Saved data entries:
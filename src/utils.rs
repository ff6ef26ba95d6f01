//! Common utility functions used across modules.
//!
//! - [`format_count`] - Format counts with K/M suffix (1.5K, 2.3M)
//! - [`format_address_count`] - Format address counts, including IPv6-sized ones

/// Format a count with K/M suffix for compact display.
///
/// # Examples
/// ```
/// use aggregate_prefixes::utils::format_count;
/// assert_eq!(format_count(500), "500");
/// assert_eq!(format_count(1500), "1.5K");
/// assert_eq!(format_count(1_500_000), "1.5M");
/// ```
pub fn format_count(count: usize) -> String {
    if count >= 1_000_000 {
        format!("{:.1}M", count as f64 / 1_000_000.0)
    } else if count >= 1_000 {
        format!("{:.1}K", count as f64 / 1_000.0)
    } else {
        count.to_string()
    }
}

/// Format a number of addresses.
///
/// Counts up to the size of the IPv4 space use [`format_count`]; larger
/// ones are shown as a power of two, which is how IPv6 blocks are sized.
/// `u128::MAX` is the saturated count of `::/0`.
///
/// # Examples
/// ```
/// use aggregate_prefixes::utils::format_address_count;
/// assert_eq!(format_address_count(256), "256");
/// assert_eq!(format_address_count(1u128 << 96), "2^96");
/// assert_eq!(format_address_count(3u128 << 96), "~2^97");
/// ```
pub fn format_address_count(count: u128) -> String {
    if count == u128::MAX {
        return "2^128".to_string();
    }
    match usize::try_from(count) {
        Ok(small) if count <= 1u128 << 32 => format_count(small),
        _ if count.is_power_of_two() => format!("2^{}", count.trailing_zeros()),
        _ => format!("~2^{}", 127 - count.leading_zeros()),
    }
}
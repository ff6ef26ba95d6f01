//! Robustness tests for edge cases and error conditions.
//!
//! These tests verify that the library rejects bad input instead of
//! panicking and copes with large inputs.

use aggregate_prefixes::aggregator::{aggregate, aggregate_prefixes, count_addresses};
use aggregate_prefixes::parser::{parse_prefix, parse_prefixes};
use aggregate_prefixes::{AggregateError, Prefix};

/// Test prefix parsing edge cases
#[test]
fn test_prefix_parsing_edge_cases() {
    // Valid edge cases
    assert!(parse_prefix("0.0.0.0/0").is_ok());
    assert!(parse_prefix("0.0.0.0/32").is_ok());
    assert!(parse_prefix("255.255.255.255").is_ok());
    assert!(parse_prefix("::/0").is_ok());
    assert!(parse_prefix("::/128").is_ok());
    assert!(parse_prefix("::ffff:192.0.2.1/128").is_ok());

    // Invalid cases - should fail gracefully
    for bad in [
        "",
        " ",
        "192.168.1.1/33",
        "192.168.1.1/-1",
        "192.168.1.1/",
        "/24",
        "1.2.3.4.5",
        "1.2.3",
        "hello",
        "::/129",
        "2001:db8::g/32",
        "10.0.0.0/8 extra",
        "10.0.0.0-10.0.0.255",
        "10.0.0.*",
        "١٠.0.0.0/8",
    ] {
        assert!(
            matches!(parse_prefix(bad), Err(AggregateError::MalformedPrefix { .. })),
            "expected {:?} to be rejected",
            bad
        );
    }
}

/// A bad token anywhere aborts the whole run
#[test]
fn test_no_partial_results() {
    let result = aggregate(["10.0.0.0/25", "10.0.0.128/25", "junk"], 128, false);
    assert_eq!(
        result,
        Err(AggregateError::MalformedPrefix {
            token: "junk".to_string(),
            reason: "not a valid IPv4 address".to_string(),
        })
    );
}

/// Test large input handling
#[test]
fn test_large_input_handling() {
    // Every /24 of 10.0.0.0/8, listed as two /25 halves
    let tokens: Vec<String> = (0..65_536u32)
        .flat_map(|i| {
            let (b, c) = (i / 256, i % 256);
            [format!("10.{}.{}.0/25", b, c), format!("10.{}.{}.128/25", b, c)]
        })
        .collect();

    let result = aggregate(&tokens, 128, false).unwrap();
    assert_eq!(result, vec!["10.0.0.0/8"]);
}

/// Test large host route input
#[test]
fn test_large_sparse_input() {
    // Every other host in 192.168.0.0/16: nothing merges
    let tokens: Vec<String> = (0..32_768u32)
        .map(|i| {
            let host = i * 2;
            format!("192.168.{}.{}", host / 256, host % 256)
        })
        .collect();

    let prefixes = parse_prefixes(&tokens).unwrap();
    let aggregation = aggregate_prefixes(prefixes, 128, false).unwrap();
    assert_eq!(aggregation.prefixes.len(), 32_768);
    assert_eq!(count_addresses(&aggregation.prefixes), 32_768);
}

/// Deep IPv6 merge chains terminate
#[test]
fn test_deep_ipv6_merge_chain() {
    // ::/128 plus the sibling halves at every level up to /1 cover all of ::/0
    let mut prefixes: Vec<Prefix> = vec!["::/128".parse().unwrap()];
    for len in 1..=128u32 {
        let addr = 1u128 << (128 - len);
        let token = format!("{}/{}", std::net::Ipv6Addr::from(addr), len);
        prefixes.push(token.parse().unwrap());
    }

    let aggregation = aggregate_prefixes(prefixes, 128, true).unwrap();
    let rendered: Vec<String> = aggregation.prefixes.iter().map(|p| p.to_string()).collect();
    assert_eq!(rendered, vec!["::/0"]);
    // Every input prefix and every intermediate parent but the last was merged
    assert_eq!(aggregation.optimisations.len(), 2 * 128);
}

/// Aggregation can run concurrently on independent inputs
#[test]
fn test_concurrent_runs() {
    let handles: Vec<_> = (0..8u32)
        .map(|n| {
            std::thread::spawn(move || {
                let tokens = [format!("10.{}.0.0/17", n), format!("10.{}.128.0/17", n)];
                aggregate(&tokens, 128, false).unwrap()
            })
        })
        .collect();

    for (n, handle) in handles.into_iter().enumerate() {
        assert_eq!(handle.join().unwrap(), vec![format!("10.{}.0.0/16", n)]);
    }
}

• [Your goal]:
Give the number of lines above that contain "false", and nothing more.

• [Reply to the exercise]:
4